Estava com o rosto deitado no braço, debruçada sobre o balcão de madeira. A seu lado, dezenas de copinhos de vidro caídos, muitos deles ainda cheios de bebida até a metade, mal terminados. Seus cabelos, naturalmente loiros e encaracolados das raízes às pontas, fediam a álcool, seu vestido negro de alças finas com saia rodada também. Sua pele clara fora marcada pelo sol debaixo do qual ela andou para chegar até ali, estava vermelha. O castanho escuro de seus olhos mal apareceu, ela os manteve fechados desde o instante que se sentou.

O sepultamento de Arashi, seu marido, aconteceu há quase duas horas, sob o mais intenso sol que brilhou sobre o reino naquele ano. Muito embora bilhões de pessoas quisessem prestar um último tributo a ele, pois seu sacrifício salvou a Terra da destruição, o funeral foi restrito à família e aos amigos. Kin não estava presente. Seu irmão, sua cunhada e suas amigas bem que tentaram fazê-la ir, apareceram na sua casa pela manhã bem cedo, mas ela pediu um tempo sozinha, prometeu estar lá e não foi. Não tinha fibras para assistir o enterro dele. A pessoa que mais amou na vida.

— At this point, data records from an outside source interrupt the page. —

//! Posterior classification of loadings from the inclusion-probability
//! chain.
//!
//! Each loading entry gets a three-level call derived from the HPD
//! interval of its retained running-inclusion draws: an interval entirely
//! above 0.5 means the entry sat in the slab component for most of the
//! chain, entirely below means the spike, and anything straddling 0.5 is
//! left undecided. The classification is a pure function of the retained
//! draws and the summarizer.

use crate::chain::RetainedDraws;
use crate::errors::BsfaResult;
use crate::summary::{ChainSummarizer, ParamSummary};
use indexmap::IndexMap;
use ndarray::Array2;
use serde::{Deserialize, Serialize};
use std::fmt;

/// Decision threshold separating the spike and slab components.
const INCLUSION_THRESHOLD: f64 = 0.5;

/// Three-level call for a single loading entry.
#[derive(Debug, Clone, Copy, PartialEq, Eq, Hash, Serialize, Deserialize)]
pub enum LoadingCall {
    /// The credible interval lies entirely above 0.5.
    Present,
    /// The credible interval straddles 0.5.
    Marginal,
    /// The credible interval lies entirely below 0.5.
    Absent,
}

impl LoadingCall {
    /// Returns a display name for this call.
    pub fn name(&self) -> &'static str {
        match self {
            LoadingCall::Present => "present",
            LoadingCall::Marginal => "marginal",
            LoadingCall::Absent => "absent",
        }
    }
}

impl fmt::Display for LoadingCall {
    fn fmt(&self, f: &mut fmt::Formatter<'_>) -> fmt::Result {
        f.write_str(self.name())
    }
}

/// Per-entry calls together with the interval evidence behind them.
#[derive(Debug, Clone)]
pub struct Classification {
    /// Calls, shape (n, K).
    pub calls: Array2<LoadingCall>,
    /// Summary of the retained running-inclusion draws per entry.
    pub evidence: Array2<ParamSummary>,
}

impl Classification {
    /// Ordered counts per call, for reporting.
    pub fn counts(&self) -> IndexMap<&'static str, usize> {
        let mut counts = IndexMap::new();
        counts.insert(LoadingCall::Present.name(), 0);
        counts.insert(LoadingCall::Marginal.name(), 0);
        counts.insert(LoadingCall::Absent.name(), 0);
        for call in self.calls.iter() {
            *counts.entry(call.name()).or_insert(0) += 1;
        }
        counts
    }
}

/// Call a single entry from the summary of its inclusion draws.
pub fn call_from_summary(summary: &ParamSummary) -> LoadingCall {
    if summary.lower > INCLUSION_THRESHOLD {
        LoadingCall::Present
    } else if summary.upper < INCLUSION_THRESHOLD {
        LoadingCall::Absent
    } else {
        LoadingCall::Marginal
    }
}

/// Classify every loading entry from the retained inclusion chain.
pub fn classify_inclusion<S: ChainSummarizer>(
    draws: &RetainedDraws<'_>,
    summarizer: &S,
) -> BsfaResult<Classification> {
    let (n, k) = (draws.n_vars(), draws.n_factors());
    let placeholder = ParamSummary {
        mean: 0.0,
        se: 0.0,
        lower: 0.0,
        upper: 0.0,
    };
    let mut calls = Array2::from_elem((n, k), LoadingCall::Marginal);
    let mut evidence = Array2::from_elem((n, k), placeholder);

    for i in 0..n {
        for kk in 0..k {
            let entry = draws.inclusion_entry(i, kk);
            let summary = summarizer.summarize(&entry)?;
            calls[[i, kk]] = call_from_summary(&summary);
            evidence[[i, kk]] = summary;
        }
    }

    Ok(Classification { calls, evidence })
}

#[cfg(test)]
mod tests {
    use super::*;

    fn summary(lower: f64, upper: f64) -> ParamSummary {
        ParamSummary {
            mean: 0.5 * (lower + upper),
            se: 0.0,
            lower,
            upper,
        }
    }

    #[test]
    fn interval_above_threshold_is_present() {
        assert_eq!(call_from_summary(&summary(0.6, 0.9)), LoadingCall::Present);
    }

    #[test]
    fn interval_below_threshold_is_absent() {
        assert_eq!(call_from_summary(&summary(0.05, 0.3)), LoadingCall::Absent);
    }

    #[test]
    fn straddling_interval_is_marginal() {
        assert_eq!(call_from_summary(&summary(0.3, 0.7)), LoadingCall::Marginal);
        // Touching the threshold is not decisive either way.
        assert_eq!(call_from_summary(&summary(0.5, 0.9)), LoadingCall::Marginal);
        assert_eq!(call_from_summary(&summary(0.1, 0.5)), LoadingCall::Marginal);
    }

    #[test]
    fn classifies_from_a_synthetic_inclusion_chain() {
        use crate::chain::ChainStore;
        use crate::config::SamplerControls;
        use crate::summary::HpdSummarizer;
        use ndarray::Array1;

        let controls = SamplerControls {
            sample: 40,
            burnin: 0,
            lag: 1,
            seed: 0,
        };
        let mut store = ChainStore::new(3, 2, 1, &controls);
        for t in 0..40 {
            // Entry 0 hovers high, entry 1 low, entry 2 straddles 0.5.
            let wobble = if t % 2 == 0 { 0.02 } else { -0.02 };
            let inclusion = Array2::from_shape_vec(
                (3, 1),
                vec![0.9 + wobble, 0.1 + wobble, 0.5 + wobble],
            )
            .unwrap();
            store.record(
                &Array2::zeros((3, 1)),
                &Array2::zeros((1, 2)),
                &Array1::ones(3),
                &Array2::zeros((3, 1)),
                &inclusion,
            );
        }

        let retained = store.retained().unwrap();
        let summarizer = HpdSummarizer::new(0.95).unwrap();
        let classification = classify_inclusion(&retained, &summarizer).unwrap();

        assert_eq!(classification.calls[[0, 0]], LoadingCall::Present);
        assert_eq!(classification.calls[[1, 0]], LoadingCall::Absent);
        assert_eq!(classification.calls[[2, 0]], LoadingCall::Marginal);
    }

    #[test]
    fn counts_are_ordered_and_complete() {
        let calls = Array2::from_shape_vec(
            (2, 2),
            vec![
                LoadingCall::Present,
                LoadingCall::Absent,
                LoadingCall::Absent,
                LoadingCall::Marginal,
            ],
        )
        .unwrap();
        let evidence = Array2::from_elem((2, 2), summary(0.0, 1.0));
        let classification = Classification { calls, evidence };

        let counts = classification.counts();
        let collected: Vec<_> = counts.iter().map(|(&name, &c)| (name, c)).collect();
        assert_eq!(
            collected,
            vec![("present", 1), ("marginal", 1), ("absent", 2)]
        );
    }
}
//! Model entry point and result bundle.
//!
//! `fit` wires the pipeline together: sampler -> chain store ->
//! {classifier, summary builders} -> [`FitResult`]. The classifier runs
//! first because the conditional loading summary depends on it; the
//! score and residual-variance summaries only read finished chains and
//! run concurrently.

use crate::chain::ChainStore;
use crate::classify::{classify_inclusion, Classification};
use crate::conditional::{
    summarize_loadings, summarize_resid_vars, summarize_scores, LoadingSummary,
};
use crate::config::ModelConfig;
use crate::errors::BsfaResult;
use crate::sampler::{GibbsSampler, ProgressInfo};
use crate::summary::{effective_sample_size, HpdSummarizer, ParamSummary};
use log::info;
use ndarray::{Array1, Array2, Array3};

/// Convergence-related diagnostics computed from the retained chains.
#[derive(Debug, Clone, Copy)]
pub struct FitDiagnostics {
    /// Smallest effective sample size across the residual-variance chains.
    pub min_resid_var_ess: f64,

    /// Number of loading entries whose selected sub-chain was empty.
    pub insufficient_entries: usize,
}

/// Everything produced by a model fit.
///
/// The chain arrays hold only the retained (post-burn-in, thinned) draws;
/// the first axis of each indexes draws.
#[derive(Debug, Clone)]
pub struct FitResult {
    /// The data matrix the model was fitted to.
    pub data: Array2<f64>,

    /// Configuration used for the fit.
    pub config: ModelConfig,

    /// Per-entry classification with its interval evidence.
    pub classification: Classification,

    /// Component-conditional loading summaries, shape (n, K).
    pub loading_summary: LoadingSummary,

    /// Factor-score summaries, shape (K, p).
    pub score_summary: Array2<ParamSummary>,

    /// Residual-variance summaries, length n.
    pub resid_var_summary: Array1<ParamSummary>,

    /// Retained running-inclusion draws, shape (draws, n, K).
    pub inclusion_chain: Array3<f64>,

    /// Retained loading draws, shape (draws, n, K).
    pub loading_chain: Array3<f64>,

    /// Retained factor-score draws, shape (draws, K, p).
    pub score_chain: Array3<f64>,

    /// Retained residual-variance draws, shape (draws, n).
    pub resid_var_chain: Array2<f64>,

    /// Retained indicator draws, shape (draws, n, K).
    pub indicator_chain: Array3<u8>,

    /// Chain diagnostics.
    pub diagnostics: FitDiagnostics,
}

/// Fit the sparse factor model to `x` (variables x samples).
pub fn fit(x: Array2<f64>, config: ModelConfig) -> BsfaResult<FitResult> {
    let sampler = GibbsSampler::new(x, config)?;
    let chains = sampler.run()?;
    build_result(sampler, chains)
}

/// Fit with a per-iteration progress callback.
pub fn fit_with_progress<F>(x: Array2<f64>, config: ModelConfig, callback: F) -> BsfaResult<FitResult>
where
    F: FnMut(&ProgressInfo),
{
    let sampler = GibbsSampler::new(x, config)?;
    let chains = sampler.run_with_progress(callback)?;
    build_result(sampler, chains)
}

fn build_result(sampler: GibbsSampler, chains: ChainStore) -> BsfaResult<FitResult> {
    let config = sampler.config().clone();
    let summarizer = HpdSummarizer::new(config.credible_mass)?;
    let retained = chains.retained()?;

    let classification = classify_inclusion(&retained, &summarizer)?;
    let (loading_summary, (score_summary, resid_var_summary)) = rayon::join(
        || summarize_loadings(&retained, &classification, &summarizer),
        || {
            rayon::join(
                || summarize_scores(&retained, &summarizer),
                || summarize_resid_vars(&retained, &summarizer),
            )
        },
    );
    let loading_summary = loading_summary?;
    let score_summary = score_summary?;
    let resid_var_summary = resid_var_summary?;

    let min_resid_var_ess = (0..retained.n_vars())
        .map(|i| effective_sample_size(&retained.resid_var_entry(i)))
        .fold(f64::INFINITY, f64::min);

    let insufficient_entries = loading_summary.insufficient_entries().len();
    if insufficient_entries > 0 {
        info!(
            "{} loading entries had no retained draws in their assigned component",
            insufficient_entries
        );
    }

    Ok(FitResult {
        classification,
        loading_summary,
        score_summary,
        resid_var_summary,
        inclusion_chain: retained.inclusion(),
        loading_chain: retained.loadings(),
        score_chain: retained.scores(),
        resid_var_chain: retained.resid_vars(),
        indicator_chain: retained.indicators(),
        diagnostics: FitDiagnostics {
            min_resid_var_ess,
            insufficient_entries,
        },
        config,
        data: sampler.into_data(),
    })
}
//! Parser pour les enregistrements H (en-têtes)

use std::ops::Range;

use chrono::NaiveDate;
use memchr::memchr;
use tracing::trace;

/// Métadonnées portées par une ligne H
#[derive(Debug, Clone, Default, PartialEq, Eq)]
pub struct Header {
    /// Nom du pilote (HFPLT, HPPLT, ...)
    pub pilot: Option<String>,

    /// Date du vol (HFDTE / HPDTE)
    pub date: Option<NaiveDate>,
}

/// Parse une ligne H déjà débarrassée de ses blancs
pub fn parse(line: &str) -> Header {
    let upper = line.to_ascii_uppercase();

    Header {
        pilot: parse_pilot(line, &upper),
        date: parse_date(line, &upper),
    }
}

/// Tout ce qui suit le premier ':' d'une ligne contenant PLT
fn parse_pilot(line: &str, upper: &str) -> Option<String> {
    if !upper.contains("PLT") {
        return None;
    }

    let colon = memchr(b':', line.as_bytes())?;
    let name = line[colon + 1..].trim();

    if name.is_empty() {
        None
    } else {
        Some(name.to_string())
    }
}

/// Date DDMMYY: les 6 premiers chiffres après le préfixe HFDTE/HPDTE
///
/// Accepte aussi bien `HFDTE150724` que `HFDTEDATE:150724,01`. Pivot du
/// siècle: 69-99 => 19xx, 00-68 => 20xx. Une date impossible (mois 13,
/// 31 février) est ignorée sans erreur.
fn parse_date(line: &str, upper: &str) -> Option<NaiveDate> {
    if !(upper.starts_with("HFDTE") || upper.starts_with("HPDTE")) {
        return None;
    }

    let digits: String = line
        .chars()
        .skip(5)
        .filter(char::is_ascii_digit)
        .take(6)
        .collect();

    if digits.len() < 6 {
        return None;
    }

    let number = |range: Range<usize>| digits[range].parse::<u32>().ok();
    let (day, month, short_year) = (number(0..2)?, number(2..4)?, number(4..6)?);
    let year = if short_year >= 69 {
        1900 + short_year
    } else {
        2000 + short_year
    };

    let date = NaiveDate::from_ymd_opt(year as i32, month, day);
    if date.is_none() {
        trace!(digits = %digits, "Discarding invalid flight date");
    }
    date
}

"Adeus, amigos. Obrigado por tudo. Sejam fortes e nunca desistam", foram as exatas últimas palavras dele. Elas ainda ecoavam pela sua mente, voavam como urubus à espreita de uma carne morta para atacar. Queriam o seu coração, queriam que Kin pensasse sobre elas e trouxesse à consciência um fato que ela ainda não havia aceitado: o que nunca mais veria o amor da vida dela. Elas conseguiram. Ser forte? Nunca desistir?, ironizava em pensamentos os derradeiros pedidos de seu esposo, com quem foi casada só por três anos antes da recente morte dele. Como eu vou ser forte sem você, meu amor?, perguntou a si mesma, como se estivesse cara a cara com ele. Lágrimas desceram de seus olhos. Você é a minha força. Era.

O dia que se conheceram, a idade que tinha quando soube que o amava, a declaração de amor, o primeiro beijo. O pedido de namoro, o de noivado. O casamento. Estava tudo tão vivo em sua memória. Parece até mentira. Uma dor dilacerante consumiu seu coração, o desespero completo a dominou. Estava prestes a gritar quando o barman trouxe o copo que ela pediu. Deitou a cabeça para trás e bebeu tudo num só gole, depois voltou a deitar o rosto no braço.

Estavam no baile de máscaras da festa de aniversário da princesa Minna quando Arashi disse que a amava pela primeira vez. "Eu te amo", ele disse. "Estou apaixonado por você. Aconteça o que acontecer esta noite, nunca se esqueça disso". Ele mesmo, toda virada de ano após começarem a namorar, recordava-a desse dia, depois recitava as mesmíssimas frases que lhe disse naquela noite, sem tirar nem pôr uma letra.

Quebrou o copo com a mão, sentiu o sangue derivado dos cortes escorrer por seus pulsos. Esqueceu-se que estava no meio de uma gravidez e que isso a tornou frágil como uma humana. Por isso não estava lá lutando ao lado dele. Por isso ele morreu. Se estivesse lá, no auge de suas forças, Arashi não teria morrido. Não devia estar bebendo tanto. Na verdade, considerando o trauma emocional de vê-lo morrer sem poder fazer nada e o tanto que bebeu, seria um verdadeiro milagre se seu bebê ainda estivesse vivo ou ele se nascesse sem problema algum.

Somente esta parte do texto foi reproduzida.